VILAYANUR Ramachandran, a neuroscientist cites ethnologist Niko Tinbergen who showed that herring-gulls respond to anything beak-like in order to procure food, like a long yellow stick with three stripes and subsequently peck at the stick and even more so than had it been a real beak. From a neurological point of view, there are visual circuits in the visual pathways of the chick’s brain that are specialised to detect a beak as soon as the chick hatches and because of such wiring actually respond more powerfully to the stick with three stripes than to the real thing (that is, an abstraction of the real, such as an image).

Extrapolating and applied to art, Ramachandran claims that art fulfils a similar function or equivalent to that mock-beak – that human artists “have discovered the figural primitives of our perceptual grammar”. If this is a sound way to see art or to understand it, then Eclectica, with its highly polished sensitivity to visual pattern in art, defined not simply as fine arts but as encompassing design and ceramics offers fundamental, elemental forms that titillate the soul or less mystically: the brain.

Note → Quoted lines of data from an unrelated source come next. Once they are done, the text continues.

// ABOUTME: Unified provider management for fitness platforms
// ABOUTME: Standardizes provider operations across single-tenant and multi-tenant implementations

use crate::database_plugins::factory::Database;
use crate::database_plugins::DatabaseProvider;
use crate::errors::AppError;
use crate::providers::FitnessProvider;
use std::collections::HashMap;
use std::sync::Arc;
use uuid::Uuid;

/// Supported fitness providers
#[derive(Debug, Clone, PartialEq, Eq, Hash, serde::Serialize, serde::Deserialize)]
pub enum ProviderType {
    Strava,
    Fitbit,
}

impl std::fmt::Display for ProviderType {
    fn fmt(&self, f: &mut std::fmt::Formatter<'_>) -> std::fmt::Result {
        match self {
            Self::Strava => write!(f, "strava"),
            Self::Fitbit => write!(f, "fitbit"),
        }
    }
}

impl std::str::FromStr for ProviderType {
    type Err = AppError;

    fn from_str(s: &str) -> Result<Self, Self::Err> {
        match s.to_lowercase().as_str() {
            "strava" => Ok(Self::Strava),
            "fitbit" => Ok(Self::Fitbit),
            _ => Err(AppError::invalid_input(format!(
                "Unsupported provider: {s}"
            ))),
        }
    }
}

/// Provider connection status
#[derive(Debug, Clone, serde::Serialize, serde::Deserialize)]
pub enum ConnectionStatus {
    /// Provider is connected and tokens are valid
    Connected {
        expires_at: chrono::DateTime<chrono::Utc>,
        scopes: Vec<String>,
    },
    /// Provider is connected but tokens need refresh
    TokenExpired {
        expired_at: chrono::DateTime<chrono::Utc>,
    },
    /// Provider is not connected
    Disconnected,
    /// Provider connection failed
    Failed {
        error: String,
        last_attempt: chrono::DateTime<chrono::Utc>,
    },
}

/// Provider information for user context
#[derive(Debug, Clone, serde::Serialize, serde::Deserialize)]
pub struct ProviderInfo {
    pub provider_type: ProviderType,
    pub status: ConnectionStatus,
    pub last_sync: Option<chrono::DateTime<chrono::Utc>>,
    pub data_available: bool,
}

/// Type alias for complex provider cache type
type ProviderCache =
    tokio::sync::RwLock<HashMap<(Uuid, ProviderType), Arc<Box<dyn FitnessProvider>>>>;

/// Unified provider manager
pub struct ProviderManager {
    database: Arc<Database>,
    /// Cache of authenticated providers per user
    provider_cache: ProviderCache,
}

impl ProviderManager {
    /// Create a new provider manager
    #[must_use]
    pub fn new(database: Arc<Database>) -> Self {
        Self {
            database,
            provider_cache: tokio::sync::RwLock::new(HashMap::new()),
        }
    }

    /// Get all provider information for a user
    /// # Errors
    ///
    /// Returns an error if database operations fail
    pub async fn get_user_providers(&self, user_id: Uuid) -> Result<Vec<ProviderInfo>, AppError> {
        let mut providers = Vec::new();

        // Check Strava
        if let Ok(strava_info) = self.get_provider_info(user_id, ProviderType::Strava).await {
            providers.push(strava_info);
        }

        // Check Fitbit
        if let Ok(fitbit_info) = self.get_provider_info(user_id, ProviderType::Fitbit).await {
            providers.push(fitbit_info);
        }

        Ok(providers)
    }

    /// Get provider information for a specific provider
    /// # Errors
    ///
    /// Returns an error if database operations fail
    pub async fn get_provider_info(
        &self,
        user_id: Uuid,
        provider_type: ProviderType,
    ) -> Result<ProviderInfo, AppError> {
        let token = match provider_type {
            ProviderType::Strava => self.database.get_strava_token(user_id).await?,
            ProviderType::Fitbit => self.database.get_fitbit_token(user_id).await?,
        };

        let status = match token {
            Some(token_data) => {
                if token_data.expires_at > chrono::Utc::now() {
                    ConnectionStatus::Connected {
                        expires_at: token_data.expires_at,
                        scopes: token_data
                            .scope
                            .split(',')
                            .map(|s| s.trim().to_string())
                            .collect(),
                    }
                } else {
                    ConnectionStatus::TokenExpired {
                        expired_at: token_data.expires_at,
                    }
                }
            }
            None => ConnectionStatus::Disconnected,
        };

        // Get last sync timestamp
        let last_sync = self
            .database
            .get_provider_last_sync(user_id, &provider_type.to_string())
            .await
            .unwrap_or(None);

        let data_available = matches!(status, ConnectionStatus::Connected { .. });

        Ok(ProviderInfo {
            provider_type,
            status,
            last_sync,
            data_available,
        })
    }

    /// Disconnect a provider for a user
    /// # Errors
    ///
    /// Returns an error if database operations fail
    pub async fn disconnect_provider(
        &self,
        user_id: Uuid,
        provider_type: ProviderType,
    ) -> Result<(), AppError> {
        // Remove from database
        match provider_type {
            ProviderType::Strava => self.database.clear_strava_token(user_id).await?,
            ProviderType::Fitbit => self.database.clear_fitbit_token(user_id).await?,
        }

        // Remove from cache
        {
            let mut cache = self.provider_cache.write().await;
            cache.remove(&(user_id, provider_type));
        }

        Ok(())
    }

    /// Check connection status for all providers
    /// # Errors
    ///
    /// Returns an error if database operations fail
    pub async fn check_all_connections(
        &self,
        user_id: Uuid,
    ) -> Result<Vec<ProviderInfo>, AppError> {
        self.get_user_providers(user_id).await
    }

    /// Clear the provider cache for a user (useful for logout)
    pub async fn clear_user_cache(&self, user_id: Uuid) {
        let mut cache = self.provider_cache.write().await;
        cache.retain(|(cached_user_id, _), _| *cached_user_id != user_id);
    }

    /// Clear all cached providers
    pub async fn clear_all_cache(&self) {
        let mut cache = self.provider_cache.write().await;
        cache.clear();
    }

    /// Get connection summary for a user
    /// # Errors
    ///
    /// Returns an error if database operations fail
    pub async fn get_connection_summary(
        &self,
        user_id: Uuid,
    ) -> Result<serde_json::Value, AppError> {
        let providers = self.get_user_providers(user_id).await?;

        let connected_count = providers
            .iter()
            .filter(|p| matches!(p.status, ConnectionStatus::Connected { .. }))
            .count();

        let expired_count = providers
            .iter()
            .filter(|p| matches!(p.status, ConnectionStatus::TokenExpired { .. }))
            .count();

        Ok(serde_json::json!({
            "total_providers": providers.len(),
            "connected": connected_count,
            "expired": expired_count,
            "disconnected": providers.len() - connected_count - expired_count,
            "providers": providers,
        }))
    }

    /// Update sync timestamp for a provider after successful data fetch
    /// # Errors
    ///
    /// Returns an error if database operations fail
    pub async fn update_sync_timestamp(
        &self,
        user_id: Uuid,
        provider_type: ProviderType,
    ) -> Result<(), AppError> {
        let sync_time = chrono::Utc::now();
        self.database
            .update_provider_last_sync(user_id, &provider_type.to_string(), sync_time)
            .await
            .map_err(|e| AppError::internal(format!("Failed to update sync timestamp: {e}")))?;
        Ok(())
    }
}

/// Global provider manager instance
/// This provides a singleton for use across the application
pub struct GlobalProviderManager {
    inner: tokio::sync::OnceCell<ProviderManager>,
}

impl GlobalProviderManager {
    const fn new() -> Self {
        Self {
            inner: tokio::sync::OnceCell::const_new(),
        }
    }

    /// Initialize the global provider manager
    /// # Errors
    ///
    /// Returns an error if provider manager is already initialized
    pub fn init(&self, database: Arc<Database>) -> Result<(), AppError> {
        self.inner
            .set(ProviderManager::new(database))
            .map_err(|_| AppError::internal("Provider manager already initialized"))?;
        Ok(())
    }

    /// Get the global provider manager instance
    /// # Errors
    ///
    /// Returns an error if provider manager is not initialized
    pub fn get(&self) -> Result<&ProviderManager, AppError> {
        self.inner
            .get()
            .ok_or_else(|| AppError::internal("Provider manager not initialized"))
    }
}

/// Global provider manager instance
pub static PROVIDER_MANAGER: GlobalProviderManager = GlobalProviderManager::new();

The vision for the gallery is to create a space for high quality art that draws its inspiration from the principles of the Bauhaus as developed by Gropias and other leading figures, especially architects seeking a more unified vision. And it works. At first my eye was simply drawn to the walls – to some highly accomplished paintings by Natasha Barnes, Richard Scott and Mathew Hindley to name a few. Furniture seemed a hindrance – a chair, a table, a cupboard are merely functional and lack meaning and philosophical depth I initially thought to myself. Then (with admittedly by some prompting by the owner Shamiela Tyer), I began to see that such designs were creative whose prime motivation is aesthetic beauty, alternative conceptual and perceptual visions for domestic and other uses with obvious artistic quality. Consider Vladamir Kagen’s organic sofas as an alternative to stark and harsh common furniture designs and the Mondrion-inspired “after Rietveld” chair design and Liz Lacey’s well-conceived and well-crafted glassware.

The point is that whether one is talking about the traditional Enlightenment conception of the fine arts or the seemingly kitsch, such as furniture design, in fact neither maintain an Archimedean position above and beyond its own time and place – both reflect and are affected by society at the time. Yet in bringing them together and in reintroducing aspects from the previous century into 21st century art and design that universal grammar intimated above may be more readily found. That is, the beak-like function that is art attracts one, draws one in and feeds one – metaphorically – by delighting the senses, in particular the eye – only in order to conceptualise both art and design in terms of philosophical content and in terms of utility. Beautiful things are comforting, comfortable and life-enhancing.

However, balance, order, beauty, harmony and proportion are relative concepts, that are defined variously in different cultures and according to individual predilection (assuming the individual is beyond his/her socialisation in the first place). Furthermore, it is precisely the “ugly” that usually begins a new aesthetic, later to be co-opted as beautiful only to then set in motion the possibility of a further deviation or aberrant aesthetic. In this regard, consider Hindley’s The impossibility of death in the mind of someone living III where clearly a “pretty’ surface marks a philosophical rumination on the age old curiosity concerning death. In other words, beauty, skin, surface… is but a code, language and formal device to that which is unperceivable, beyond the sensory – the aesthetic – and thus expanding this idea one may articulate that the quality on show is but a material embodiment of extra-aesthetic values, beliefs and speculations, that which is unseen or that which can be seen in a multitude of ways, ranging from the chair one is sitting on here in this time and place to a painting on the wall.

Whether the stick with three stripes metaphor for art is understood or not, humans are attracted to form and unlike birds create a rather big hullabaloo around it. Yet if indeed art taps into this “universal grammar”, then such a fiasco tells us much about what it is to be human and the brain is perhaps the key to such an understanding.